P&L Forecaster Using Average Trade and Standard Deviation

The P&L Forecaster is for discretionary and automated traders who wish to forecast their future P&Ls and gain insight and understanding into their edge in the markets.

The Forecaster is based on the Axiom of a Small Edge which says that the mean and standard deviation of trades over time are a more accurate predictor of a trader's future P&L than win percentage and win/loss ratio.

To use the P&L Forecaster, enter the mean and standard deviation of the trading results for the trader or trading system you are forecasting and press "Forecast".

For example, to get a two year P&L forecast, enter the average trade and standard deviation of your past weekly results. The forecast corresponds to the next 100 weeks of trading.

Running the Forecaster multiple times will yield different paths to similar forecasts.

There is as much information in the path and its slope as their is in the endpoint; remember it's a forecast and not a guarantee.

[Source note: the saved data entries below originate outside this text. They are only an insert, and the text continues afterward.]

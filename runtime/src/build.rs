//! Build delegation.
//!
//! The lifecycle phases that actually populate an app image's layers are an
//! external pipeline; kiln resolves which builder and run image to use, then
//! runs each phase in a container created from the builder image and streams
//! its output. The run supervisor depends only on the [`Task`] trait.

use std::path::PathBuf;

use async_trait::async_trait;

use kiln_core::config::{run_image_by_registry, Config};
use kiln_core::error::{KilnError, Result};
use kiln_core::reference::ImageReference;
use kiln_core::Reporter;

use crate::docker::{ContainerSpec, DockerClient};

/// Workspace path the app directory is mounted at inside phase containers.
const APP_MOUNT: &str = "/workspace";

/// Something the supervisor can run to completion before starting containers.
#[async_trait]
pub trait Task: Send {
    async fn run(&mut self) -> Result<()>;
}

/// Flags shared by `build` and `run`.
#[derive(Debug, Clone, Default)]
pub struct BuildFlags {
    pub repo_name: String,
    /// App directory; defaults to the current working directory.
    pub app_dir: Option<PathBuf>,
    /// Builder image; defaults to the configured default builder.
    pub builder: String,
    /// Run image; defaults to the default stack's run image for the target
    /// registry.
    pub run_image: String,
    pub env_file: Option<PathBuf>,
    pub buildpacks: Vec<String>,
    pub publish: bool,
    pub no_pull: bool,
}

/// Resolves build flags against the configuration store.
pub struct BuildFactory<'a> {
    pub config: &'a Config,
    pub docker: &'a DockerClient,
    pub reporter: &'a Reporter,
}

impl BuildFactory<'_> {
    pub fn build_config(&self, flags: BuildFlags) -> Result<BuildConfig> {
        let app_dir = match flags.app_dir {
            Some(dir) => dir,
            None => std::env::current_dir()?,
        };

        // `run` has no image argument; derive a stable local name from the
        // app directory
        let repo_name = if flags.repo_name.is_empty() {
            use sha2::{Digest, Sha256};
            let digest = Sha256::digest(app_dir.display().to_string().as_bytes());
            format!("kiln.local/run/{}", &hex::encode(digest)[..12])
        } else {
            flags.repo_name
        };

        let builder_image = if flags.builder.is_empty() {
            self.config.default_builder.clone()
        } else {
            flags.builder
        };

        let run_image = if flags.run_image.is_empty() {
            let stack = self.config.get("")?;
            if stack.run_images.is_empty() {
                return Err(KilnError::InvalidStack(stack.id.clone()));
            }
            let registry = ImageReference::registry_of(&repo_name)?;
            run_image_by_registry(&registry, &stack.run_images)?
        } else {
            flags.run_image
        };

        let env = match &flags.env_file {
            Some(path) => parse_env_file(&std::fs::read_to_string(path)?),
            None => Vec::new(),
        };

        Ok(BuildConfig {
            repo_name,
            app_dir,
            builder_image,
            run_image,
            env,
            buildpacks: flags.buildpacks,
            publish: flags.publish,
            no_pull: flags.no_pull,
            docker: DockerClient::clone(self.docker),
            reporter: Reporter::clone(self.reporter),
        })
    }
}

/// One resolved build, ready to run.
pub struct BuildConfig {
    pub repo_name: String,
    pub app_dir: PathBuf,
    pub builder_image: String,
    pub run_image: String,
    pub env: Vec<String>,
    pub buildpacks: Vec<String>,
    pub publish: bool,
    pub no_pull: bool,
    docker: DockerClient,
    reporter: Reporter,
}

#[async_trait]
impl Task for BuildConfig {
    async fn run(&mut self) -> Result<()> {
        if !self.no_pull {
            self.docker.pull(&self.builder_image).await?;
            self.docker.pull(&self.run_image).await?;
        }

        self.reporter.info("*** DETECTING:");
        self.run_phase("detect", vec!["/lifecycle/detector".to_string()])
            .await?;

        self.reporter.info("*** ANALYZING:");
        let mut analyze = vec!["/lifecycle/analyzer".to_string()];
        if !self.publish {
            analyze.push("-daemon".to_string());
        }
        analyze.push(self.repo_name.clone());
        self.run_phase("analyze", analyze).await?;

        self.reporter.info("*** BUILDING:");
        self.run_phase("build", vec!["/lifecycle/builder".to_string()])
            .await?;

        self.reporter.info("*** EXPORTING:");
        let mut export = vec!["/lifecycle/exporter".to_string()];
        if !self.publish {
            export.push("-daemon".to_string());
        }
        export.push("-image".to_string());
        export.push(self.run_image.clone());
        export.push(self.repo_name.clone());
        self.run_phase("export", export).await?;

        Ok(())
    }
}

impl BuildConfig {
    /// Run one lifecycle phase in a container from the builder image,
    /// streaming its output; a nonzero exit fails the build.
    async fn run_phase(&self, phase: &str, cmd: Vec<String>) -> Result<()> {
        let mut env = self.env.clone();
        if !self.buildpacks.is_empty() {
            // selected buildpacks travel to the pipeline through its environment
            env.push(format!("KILN_BUILDPACKS={}", self.buildpacks.join(",")));
        }
        let spec = ContainerSpec {
            image: self.builder_image.clone(),
            cmd: Some(cmd),
            env: (!env.is_empty()).then_some(env),
            binds: Some(vec![format!("{}:{APP_MOUNT}", self.app_dir.display())]),
            ..Default::default()
        };
        let id = self.docker.create(&spec).await?;
        let result = self.docker.run(&id).await;
        let status = self.docker.wait(&id).await;
        if let Err(e) = self.docker.remove_force(&id).await {
            tracing::debug!(container = %id, error = %e, "failed to remove phase container");
        }
        result?;
        match status? {
            0 => Ok(()),
            code => Err(KilnError::Build(format!(
                "{phase} phase failed with status {code}"
            ))),
        }
    }
}

/// Parse `KEY=VALUE` lines; blank lines and `#` comments are skipped.
pub fn parse_env_file(raw: &str) -> Vec<String> {
    raw.lines()
        .map(str::trim)
        .filter(|line| !line.is_empty() && !line.starts_with('#'))
        .map(String::from)
        .collect()
}

#[cfg(test)]
mod tests {
    use super::*;
    use kiln_core::Stack;
    use tempfile::TempDir;

    #[test]
    fn test_parse_env_file() {
        let env = parse_env_file("FOO=bar\n\n# comment\n  BAZ=qux  \n");
        assert_eq!(env, vec!["FOO=bar".to_string(), "BAZ=qux".to_string()]);
    }

    #[test]
    fn test_build_config_resolves_defaults() {
        let tmp = TempDir::new().unwrap();
        let config = Config::new(tmp.path()).unwrap();
        let docker = DockerClient::connect().unwrap();
        let reporter = Reporter::new(false, true);
        let factory = BuildFactory {
            config: &config,
            docker: &docker,
            reporter: &reporter,
        };

        let built = factory
            .build_config(BuildFlags {
                repo_name: "myorg/app".to_string(),
                app_dir: Some(tmp.path().to_path_buf()),
                ..Default::default()
            })
            .unwrap();
        assert_eq!(built.builder_image, "packs/samples");
        assert_eq!(built.run_image, "packs/run");
    }

    #[test]
    fn test_build_config_picks_run_image_by_registry() {
        let tmp = TempDir::new().unwrap();
        let mut config = Config::new(tmp.path()).unwrap();
        config
            .add(Stack {
                id: "org.example.multi".to_string(),
                build_image: "org.example/build".to_string(),
                build_images: None,
                run_images: vec!["quay.io/r/run".to_string(), "docker.io/r/run".to_string()],
            })
            .unwrap();
        config.set_default_stack("org.example.multi").unwrap();
        let docker = DockerClient::connect().unwrap();
        let reporter = Reporter::new(false, true);
        let factory = BuildFactory {
            config: &config,
            docker: &docker,
            reporter: &reporter,
        };

        let built = factory
            .build_config(BuildFlags {
                repo_name: "quay.io/myorg/app".to_string(),
                app_dir: Some(tmp.path().to_path_buf()),
                ..Default::default()
            })
            .unwrap();
        assert_eq!(built.run_image, "quay.io/r/run");
    }

    #[test]
    fn test_build_config_derives_repo_name_when_absent() {
        let tmp = TempDir::new().unwrap();
        let config = Config::new(tmp.path()).unwrap();
        let docker = DockerClient::connect().unwrap();
        let reporter = Reporter::new(false, true);
        let factory = BuildFactory {
            config: &config,
            docker: &docker,
            reporter: &reporter,
        };

        let built = factory
            .build_config(BuildFlags {
                app_dir: Some(tmp.path().to_path_buf()),
                ..Default::default()
            })
            .unwrap();
        assert!(built.repo_name.starts_with("kiln.local/run/"));

        // stable for the same app directory
        let again = factory
            .build_config(BuildFlags {
                app_dir: Some(tmp.path().to_path_buf()),
                ..Default::default()
            })
            .unwrap();
        assert_eq!(built.repo_name, again.repo_name);
    }

    #[test]
    fn test_build_config_keeps_explicit_images() {
        let tmp = TempDir::new().unwrap();
        let config = Config::new(tmp.path()).unwrap();
        let docker = DockerClient::connect().unwrap();
        let reporter = Reporter::new(false, true);
        let factory = BuildFactory {
            config: &config,
            docker: &docker,
            reporter: &reporter,
        };

        let built = factory
            .build_config(BuildFlags {
                repo_name: "myorg/app".to_string(),
                app_dir: Some(tmp.path().to_path_buf()),
                builder: "custom/builder".to_string(),
                run_image: "custom/run".to_string(),
                ..Default::default()
            })
            .unwrap();
        assert_eq!(built.builder_image, "custom/builder");
        assert_eq!(built.run_image, "custom/run");
    }
}
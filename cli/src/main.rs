//! Kiln CLI entry point.

use clap::Parser;
use tracing_subscriber::EnvFilter;

use kiln_cli::commands::{dispatch, Cli};
use kiln_core::{style, Reporter};

#[tokio::main]
async fn main() {
    tracing_subscriber::fmt()
        .with_env_filter(
            EnvFilter::try_from_default_env().unwrap_or_else(|_| EnvFilter::new("warn")),
        )
        .with_target(false)
        .init();

    let cli = Cli::parse();
    if cli.no_color {
        style::disable_color();
    }
    let reporter = Reporter::new(true, cli.no_timestamps);

    if let Err(e) = dispatch(cli, &reporter).await {
        reporter.error(e.to_string());
        std::process::exit(1);
    }
}
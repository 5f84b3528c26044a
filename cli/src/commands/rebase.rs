//! `kiln rebase` command.

use clap::Args;

use kiln_core::error::Result;
use kiln_core::{Config, Reporter};
use kiln_runtime::docker::DockerClient;
use kiln_runtime::image::ImageFactory;
use kiln_runtime::rebase::{RebaseFlags, Rebaser};

#[derive(Args)]
pub struct RebaseArgs {
    /// App image name
    pub image: String,

    /// Publish to registry
    #[arg(long)]
    pub publish: bool,

    /// Skip pulling images before use
    #[arg(long)]
    pub no_pull: bool,
}

pub async fn execute(args: RebaseArgs, reporter: &Reporter) -> Result<()> {
    let config = Config::new_default()?;
    let factory = ImageFactory::new(DockerClient::connect()?);
    let rebaser = Rebaser {
        config: &config,
        factory: &factory,
        reporter,
    };

    let flags = RebaseFlags {
        repo_name: args.image,
        publish: args.publish,
        no_pull: args.no_pull,
    };
    let operation = rebaser.prepare(&flags).await?;
    rebaser.rebase(operation).await
}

Average Trade:            Standard Deviation:    

Things to Try
See how changing the standard deviation changes the path.

Note that the peaks and valleys represent run-ups and drawdowns in P&L

Keep the standard deviation fixed and increase/decrease the Average Trade. Try and average trade of 0.

Enter the average trade and standard deviation from your weekly results to get a P&L forecast for the next 2 years.

Use the Forecaster to examine individual trading system results.

The P&L Forecaster and the Axiom of the Small Edge are helpful in learning about what and how a P&L moves.